▶ [Aim of the exercise]: Output the entire listing that follows verbatim.

▶ [Material for this task]:
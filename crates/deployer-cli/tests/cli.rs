use assert_cmd::Command;
use predicates::str::contains;
use tempfile::tempdir;

const ADDRESS: &str = "0:2cf55953e92efbeadab7ba725c3f93a0b23f842cbba72d7b8e6f510a70e422e3";

fn deployer(project: &std::path::Path) -> Command {
    let mut cmd = Command::new(assert_cmd::cargo::cargo_bin!("deployer"));
    cmd.env("RUST_LOG", "warn")
        .env_remove("WALLET_MNEMONIC")
        .env_remove("WALLET_VERSION")
        .arg("--project")
        .arg(project);
    cmd
}

#[test]
fn links_are_built_without_network_access() {
    let tmp = tempdir().expect("tempdir");

    deployer(tmp.path())
        .args(["--testnet", "--tonviewer", "links", "--address", ADDRESS, "--tx"])
        .arg("ab".repeat(32))
        .assert()
        .success()
        .stdout(contains("https://testnet.tonviewer.com/kQ"))
        .stdout(contains(format!(
            "https://testnet.tonviewer.com/transaction/{}",
            "ab".repeat(32)
        )));
}

#[test]
fn explorer_can_come_from_project_config() {
    let tmp = tempdir().expect("tempdir");
    std::fs::write(
        tmp.path().join("deployer.toml"),
        "network = \"mainnet\"\nexplorer = \"tonscan\"\n",
    )
    .expect("write config");

    deployer(tmp.path())
        .args(["links", "--address", ADDRESS])
        .assert()
        .success()
        .stdout(contains("https://tonscan.org/address/EQ"));
}

#[test]
fn conflicting_network_flags_name_every_option() {
    let tmp = tempdir().expect("tempdir");

    deployer(tmp.path())
        .args(["--mainnet", "--testnet", "links", "--address", ADDRESS])
        .assert()
        .failure()
        .stderr(contains("--mainnet, --testnet"));
}

#[test]
fn v4_with_api_key_is_a_configuration_error() {
    let tmp = tempdir().expect("tempdir");

    deployer(tmp.path())
        .args([
            "--custom",
            "http://127.0.0.1:9",
            "--custom-version",
            "v4",
            "--custom-key",
            "secret",
            "links",
            "--address",
            ADDRESS,
        ])
        .assert()
        .failure()
        .stderr(contains("the v4 API does not accept an API key"));
}

#[test]
fn mnemonic_signer_requires_environment() {
    let tmp = tempdir().expect("tempdir");
    std::fs::write(tmp.path().join("code.bin"), b"code").expect("code");
    std::fs::write(tmp.path().join("data.bin"), b"data").expect("data");

    deployer(tmp.path())
        .current_dir(tmp.path())
        .args([
            "--custom",
            "http://127.0.0.1:9",
            "--tonscan",
            "deploy",
            "--mnemonic",
            "--code",
            "code.bin",
            "--data",
            "data.bin",
        ])
        .assert()
        .failure()
        .stderr(contains("WALLET_MNEMONIC"));
}

#[test]
fn malformed_dotenv_is_reported() {
    let tmp = tempdir().expect("tempdir");
    std::fs::write(tmp.path().join(".env"), "this is not a dotenv line\n").expect("write .env");

    deployer(tmp.path())
        .current_dir(tmp.path())
        .args(["--testnet", "links", "--address", ADDRESS])
        .assert()
        .failure()
        .stderr(contains("could not load .env file"));
}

▶ [Solution for this problem]:
filename crates/deployer-cli/tests/cli.rs
use assert_cmd::Command;
use predicates::str::contains;
use tempfile::tempdir;

const ADDRESS: &str = "0:2cf55953e92efbeadab7ba725c3f93a0b23f842cbba72d7b8e6f510a70e422e3";

fn deployer(project: &std::path::Path) -> Command {
    let mut cmd = Command::new(assert_cmd::cargo::cargo_bin!("deployer"));
    cmd.env("RUST_LOG", "warn")
        .env_remove("WALLET_MNEMONIC")
        .env_remove("WALLET_VERSION")
        .arg("--project")
        .arg(project);
    cmd
}

#[test]
fn links_are_built_without_network_access() {
    let tmp = tempdir().expect("tempdir");

    deployer(tmp.path())
        .args(["--testnet", "--tonviewer", "links", "--address", ADDRESS, "--tx"])
        .arg("ab".repeat(32))
        .assert()
        .success()
        .stdout(contains("https://testnet.tonviewer.com/kQ"))
        .stdout(contains(format!(
            "https://testnet.tonviewer.com/transaction/{}",
            "ab".repeat(32)
        )));
}

#[test]
fn explorer_can_come_from_project_config() {
    let tmp = tempdir().expect("tempdir");
    std::fs::write(
        tmp.path().join("deployer.toml"),
        "network = \"mainnet\"\nexplorer = \"tonscan\"\n",
    )
    .expect("write config");

    deployer(tmp.path())
        .args(["links", "--address", ADDRESS])
        .assert()
        .success()
        .stdout(contains("https://tonscan.org/address/EQ"));
}

#[test]
fn conflicting_network_flags_name_every_option() {
    let tmp = tempdir().expect("tempdir");

    deployer(tmp.path())
        .args(["--mainnet", "--testnet", "links", "--address", ADDRESS])
        .assert()
        .failure()
        .stderr(contains("--mainnet, --testnet"));
}

#[test]
fn v4_with_api_key_is_a_configuration_error() {
    let tmp = tempdir().expect("tempdir");

    deployer(tmp.path())
        .args([
            "--custom",
            "http://127.0.0.1:9",
            "--custom-version",
            "v4",
            "--custom-key",
            "secret",
            "links",
            "--address",
            ADDRESS,
        ])
        .assert()
        .failure()
        .stderr(contains("the v4 API does not accept an API key"));
}

#[test]
fn mnemonic_signer_requires_environment() {
    let tmp = tempdir().expect("tempdir");
    std::fs::write(tmp.path().join("code.bin"), b"code").expect("code");
    std::fs::write(tmp.path().join("data.bin"), b"data").expect("data");

    deployer(tmp.path())
        .current_dir(tmp.path())
        .args([
            "--custom",
            "http://127.0.0.1:9",
            "--tonscan",
            "deploy",
            "--mnemonic",
            "--code",
            "code.bin",
            "--data",
            "data.bin",
        ])
        .assert()
        .failure()
        .stderr(contains("WALLET_MNEMONIC"));
}

#[test]
fn malformed_dotenv_is_reported() {
    let tmp = tempdir().expect("tempdir");
    std::fs::write(tmp.path().join(".env"), "this is not a dotenv line\n").expect("write .env");

    deployer(tmp.path())
        .current_dir(tmp.path())
        .args(["--testnet", "links", "--address", ADDRESS])
        .assert()
        .failure()
        .stderr(contains("could not load .env file"));
}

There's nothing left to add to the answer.